(Source records)
▬▬▬▬▬▬

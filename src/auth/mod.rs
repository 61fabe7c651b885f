// Authentication module
// Credential strategies, their registry and the shared context they run in

mod adfs;
mod addin;
mod anon;
mod azure;
mod azure_cert;
mod azure_env;
mod cdp;
pub mod credentials;
mod device;
mod fba;
mod manager;
mod ntlm;
mod ondemand;
mod refresh;
mod saml;
mod tmg;
pub mod types;

use async_trait::async_trait;
use reqwest::header::{HeaderValue, AUTHORIZATION, COOKIE};
use reqwest::Request;
use std::fmt;
use std::path::Path;
use std::str::FromStr;

pub use adfs::{AdfsConfig, AdfsStrategy};
pub use addin::{AddinConfig, AddinStrategy};
pub use anon::{AnonymousConfig, AnonymousStrategy};
pub use azure::{Authorizer, ClientCertificateAuthorizer, ClientSecretAuthorizer, UsernamePasswordAuthorizer};
pub use azure_cert::{AzureCertConfig, AzureCertStrategy};
pub use azure_env::{AzureEnvConfig, AzureEnvStrategy};
pub use device::{DeviceConfig, DeviceStrategy};
pub use fba::{FbaConfig, FbaStrategy};
pub use manager::AuthContext;
pub use ntlm::{NtlmConfig, NtlmCredentials, NtlmStrategy};
pub use ondemand::{OnDemandConfig, OnDemandStrategy};
pub use saml::{SamlConfig, SamlStrategy};
pub use tmg::{TmgConfig, TmgStrategy};
pub use types::{AuthScheme, AuthToken};

use crate::error::{AuthError, Result};

/// Closed set of supported strategies
#[derive(Debug, Clone, Copy, PartialEq, Eq, Hash)]
pub enum StrategyKind {
    Adfs,
    Saml,
    Ntlm,
    Fba,
    Tmg,
    Addin,
    AzureCert,
    AzureEnv,
    Device,
    Anonymous,
    OnDemand,
}

impl StrategyKind {
    pub const ALL: [StrategyKind; 11] = [
        StrategyKind::Adfs,
        StrategyKind::Saml,
        StrategyKind::Ntlm,
        StrategyKind::Fba,
        StrategyKind::Tmg,
        StrategyKind::Addin,
        StrategyKind::AzureCert,
        StrategyKind::AzureEnv,
        StrategyKind::Device,
        StrategyKind::Anonymous,
        StrategyKind::OnDemand,
    ];

    /// Constant strategy name used in configs and cache keys
    pub fn as_str(&self) -> &'static str {
        match self {
            StrategyKind::Adfs => "adfs",
            StrategyKind::Saml => "saml",
            StrategyKind::Ntlm => "ntlm",
            StrategyKind::Fba => "fba",
            StrategyKind::Tmg => "tmg",
            StrategyKind::Addin => "addin",
            StrategyKind::AzureCert => "azurecert",
            StrategyKind::AzureEnv => "azureenv",
            StrategyKind::Device => "device",
            StrategyKind::Anonymous => "anonymous",
            StrategyKind::OnDemand => "ondemand",
        }
    }
}

impl fmt::Display for StrategyKind {
    fn fmt(&self, f: &mut fmt::Formatter<'_>) -> fmt::Result {
        f.write_str(self.as_str())
    }
}

impl FromStr for StrategyKind {
    type Err = AuthError;

    fn from_str(s: &str) -> Result<Self> {
        let normalized = s.trim().to_lowercase();
        if normalized == "anon" {
            return Ok(StrategyKind::Anonymous);
        }
        StrategyKind::ALL
            .into_iter()
            .find(|k| k.as_str() == normalized)
            .ok_or_else(|| AuthError::Config(format!("Unknown strategy: {}", s)))
    }
}

/// Transport used for a request; NTLM swaps in a negotiating one
#[derive(Debug, Clone, Default, PartialEq)]
pub enum Transport {
    #[default]
    Direct,
    Ntlm(NtlmCredentials),
}

/// A pluggable authentication protocol
#[async_trait]
pub trait CredentialStrategy: Send + Sync {
    fn kind(&self) -> StrategyKind;

    /// Strategy name
    fn strategy(&self) -> &'static str {
        self.kind().as_str()
    }

    fn site_url(&self) -> &str;

    fn context(&self) -> &AuthContext;

    /// Key used to decrypt secret fields; must be set before reading a config
    fn set_master_key(&mut self, key: &str);

    /// Load config from JSON bytes, decrypting secrets and defaulting fields
    fn parse_config(&mut self, bytes: &[u8]) -> Result<()>;

    /// Remember the config location for resolving relative paths
    fn set_config_path(&mut self, _path: &Path) {}

    fn read_config(&mut self, path: &Path) -> Result<()> {
        let bytes = credentials::read_config_file(path)?;
        self.set_config_path(path);
        self.parse_config(&bytes)
    }

    /// Persist config with secrets encrypted
    fn write_config(&self, path: &Path) -> Result<()>;

    /// In-memory cache key: host, strategy and an identity fingerprint
    fn cache_key(&self) -> Result<String>;

    /// How `set_auth` decorates requests
    fn scheme(&self) -> AuthScheme;

    /// Credential for the site, from cache or a fresh protocol exchange
    async fn get_auth(&self) -> Result<AuthToken>;

    /// Decorate an outgoing request
    async fn set_auth(&self, request: &mut Request, _transport: &mut Transport) -> Result<()> {
        match self.scheme() {
            AuthScheme::None => Ok(()),
            scheme => {
                let token = self.get_auth().await?;
                apply_token(request, scheme, &token.value)
            }
        }
    }

    /// Forget cached credentials
    async fn invalidate(&self) -> Result<()> {
        let key = self.cache_key()?;
        self.context().cache().invalidate(&key);
        Ok(())
    }
}

/// Set the `Authorization` or `Cookie` header for a token
pub fn apply_token(request: &mut Request, scheme: AuthScheme, value: &str) -> Result<()> {
    let (name, header) = match scheme {
        AuthScheme::Bearer => (AUTHORIZATION, format!("Bearer {}", value)),
        AuthScheme::Cookie => (COOKIE, value.to_string()),
        AuthScheme::None => return Ok(()),
    };
    let header = HeaderValue::from_str(&header)
        .map_err(|e| AuthError::Protocol(format!("Credential is not a valid header value: {}", e)))?;
    request.headers_mut().insert(name, header);
    Ok(())
}

/// Construct an unconfigured strategy by kind
pub fn new_by_strategy(kind: StrategyKind, ctx: AuthContext) -> Box<dyn CredentialStrategy> {
    match kind {
        StrategyKind::Adfs => Box::new(AdfsStrategy::new(ctx)),
        StrategyKind::Saml => Box::new(SamlStrategy::new(ctx)),
        StrategyKind::Ntlm => Box::new(NtlmStrategy::new(ctx)),
        StrategyKind::Fba => Box::new(FbaStrategy::new(ctx)),
        StrategyKind::Tmg => Box::new(TmgStrategy::new(ctx)),
        StrategyKind::Addin => Box::new(AddinStrategy::new(ctx)),
        StrategyKind::AzureCert => Box::new(AzureCertStrategy::new(ctx)),
        StrategyKind::AzureEnv => Box::new(AzureEnvStrategy::new(ctx)),
        StrategyKind::Device => Box::new(DeviceStrategy::new(ctx)),
        StrategyKind::Anonymous => Box::new(AnonymousStrategy::new(ctx)),
        StrategyKind::OnDemand => Box::new(OnDemandStrategy::new(ctx)),
    }
}

/// Build a strategy from a config file carrying a `strategy` property
pub fn from_file(
    path: &Path,
    ctx: AuthContext,
    master_key: Option<&str>,
) -> Result<Box<dyn CredentialStrategy>> {
    let bytes = credentials::read_config_file(path)?;
    let kind = credentials::detect_strategy(&bytes)?;
    tracing::debug!("Loading {} strategy from {}", kind, path.display());

    let mut strategy = new_by_strategy(kind, ctx);
    if let Some(key) = master_key {
        strategy.set_master_key(key);
    }
    strategy.set_config_path(path);
    strategy.parse_config(&bytes)?;
    Ok(strategy)
}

▬▬▬▬▬▬

▸ **What you will do**: Which lines of the data contain the string "normalized"? Copy each one.

▸ **Finished task**:
        let normalized = s.trim().to_lowercase();
        if normalized == "anon" {
            .find(|k| k.as_str() == normalized)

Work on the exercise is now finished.